When it comes to visualizing data, most people have a straightforward idea about what to do. They use scatterplots to display the relationships between two variables. Boxplots are used to compare the dispersion of distinct elements in a variable. Pie charts can be used to portray how different classes contribute as a whole to the variable. Time series plot can be used to display the progress made over time by someone or an organization.
Apart from having a solid idea of what chart to use, it is important to utilize a software package to create graphs and develop charts and there are multiple resources out there that can be used to make this possible. ggplot2 via R, seaborn via python, Tableau, PowerBI, MS Excel are among some of the famous platforms used to build charts.
This article will be focusing on the process it takes to build charts on three packages/platforms: Tableau, seaborn and ggplot2. The dataset that was utilized is the widely-used iris dataset. The iris dataset has five variables. Four of them are continuous variables: petal length, petal width, sepal length and sepal width. The last one is a categorical variable called species. It has three classes: setosa, virginica and versicolor.
By building the same charts across all three platforms, one can compare the quality of the charts and decide which one to use when working on data visualization projects. The two charts that were generated are:
.A scatterplot that compares the relationship between sepal width and sepal length.
.A bar chart that compares average values of the four variables across the different species.
The iris dataset is ready-made on both R-studio and Jupyter Notebooks. Therefore, it was easily exported for use on Tableau.
Tableau is a platform that makes data visualization as easy as possible. Its huge advantage over python and R lies in the fact that it does not require code to load the dataset or to create graphs. Due to its drag and drop feature, it allows users to tinker around with the variables to build charts that effectively present information to its users. It also has other features that can be used to beautify charts and make them appealing to an audience.
Tableau’s easy-to-use ability can be witnessed in the video above. A book that can act as a guide for beginners on how to master the art of using Tableau is Ben Jones’ Communicating Data with Tableau: Designing, Developing, and Delivering Data Visualizations. Other charts that were built using Tableau can be viewed below.
ggplot2 is an amazing package that is provided by R-studio. Unlike Tableau, it requires its users to import a package to build charts. Although it requires some coding, the syntax for coding is quite straightforward. Building a simple chart with ggplot2 involves two easy steps.
The first step is to load the tidyverse package. The ggplot2 package is one of the many packages provided by the tidyverse package. By loading the tidyverse package, users would also have access to other package’s functionality while designing graphs. The code for loading tidyverse can be viewed below.

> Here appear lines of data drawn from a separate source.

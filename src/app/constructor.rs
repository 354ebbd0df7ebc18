use super::App;
use crate::app::binds::{Action, KeyBinds};
use crate::app::cli::Args;
use crate::app::config::Config;
use crate::app::demo::{LocalLibrary, OptionsPopup, PagedCatalog, QueuePlayer};
use crate::app::ui::music_list::{play_on_long_press, play_pressed_only};
use crate::app::ui::{ListHints, MusicList};
use std::path::PathBuf;

/// Trait for App construction
pub trait AppConstructor {
    fn new_with_config(config: Config, args: Args) -> color_eyre::Result<Self>
    where
        Self: Sized;
}

impl AppConstructor for App {
    /// Construct a new instance of [`App`] from a loaded config.
    fn new_with_config(mut config: Config, args: Args) -> color_eyre::Result<Self> {
        if let Some(show_index) = args.show_index {
            config.list.show_index = show_index;
        }

        let (key_map, mut config_warnings) = config.binds.build_key_map();
        let key_binds = KeyBinds::new(key_map);
        let hints = ListHints {
            retry: config.binds.hint(Action::Retry),
            locate: config.binds.hint(Action::Locate),
        };

        let catalog_path = args
            .catalog
            .or_else(|| config.catalog.path.as_ref().map(PathBuf::from));
        let catalog = match &catalog_path {
            Some(path) => {
                let catalog = PagedCatalog::from_file(path, &config.catalog)?;
                crate::app::logging::log_catalog_source(
                    &path.display().to_string(),
                    catalog.total(),
                    catalog.page_size(),
                );
                catalog
            }
            None => {
                let catalog = PagedCatalog::sample(&config.catalog);
                crate::app::logging::log_catalog_source(
                    "built-in sample",
                    catalog.total(),
                    catalog.page_size(),
                );
                catalog
            }
        };

        let mut library = LocalLibrary::new();
        for key in library.extend_row_keys(catalog.local_keys()) {
            config_warnings.push(format!("Ignoring malformed local track key: '{}'", key));
        }
        for warning in &config_warnings {
            log::warn!("{}", warning);
        }

        let mut list = MusicList::new(&config.list)
            .with_header(catalog.sheet().map(|sheet| sheet.title.clone()))
            .with_sheet(catalog.sheet().cloned());
        if !config.list.replace_queue_on_press {
            list = list.with_item_press(play_pressed_only());
        }
        if config.list.long_press_plays {
            list = list.with_item_long_press(play_on_long_press());
        }

        Ok(Self {
            running: false,
            palette: config.colors.palette(),
            config,
            key_binds,
            hints,
            list,
            player: QueuePlayer::new(),
            library,
            popup: OptionsPopup::default(),
            catalog,
            show_config_warnings_popup: !config_warnings.is_empty(),
            config_warnings,
            needs_redraw: true,
        })
    }
}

The second step is to use the coding syntax to generate a graph. The coding syntax can be seen below. ggplot() invokes the ggplot2 package and identifies the data to be used. geom_point() signifies that a scatterplot with points is the desired graph. By using aes() within the geom_point(), it was easy to map out what variables should appear on the x and y axis as well as group them according to their species. The labs() can be used to add title for the graph and label both the x and y axis. Setting the theme to classic using theme_classic() makes it possible for the user to control the theme setting.
If a user is interested in plotting a chart different from the one created above via ggplot2, this link can act as a guide for the user.
Seaborn is a package that is provided by python. It acts as an improvement to matplotlib, another data visualization package provided by python, to beautify graphs. Seaborn functions just like ggplot2 in the sense that it requires its users to load a package and uses a coding syntax to obtain the desired plot. Below is the code for loading the seaborn package and other useful packages that will make it easy to design the graph.
After loading the packages, the next step is to use the right functionalities to plot a chart. plt.figure() can be used to decide the size of the plot. sns.barplot() takes in the variables to be placed on the x and y axis as well as the dataset to be used. Like ggplot2, further changes to the appearance of the plot are made inside the sns.barplot() function. plt.title(), plt.xlabel() and plt.ylabel() are used to label the plot.
If a user is interested in plotting a chart different from the one above via seaborn, this link can act as a guide for the user.
All three platforms discussed above are amazing for designing and building graphs. Tableau is a great way for someone who is not interested in coding to easily generate charts. ggplot2 and seaborn are coding platforms that provide users with an open-ended approach to control the appearance of their graphs. When it comes to data visualization, your imagination is your only limit.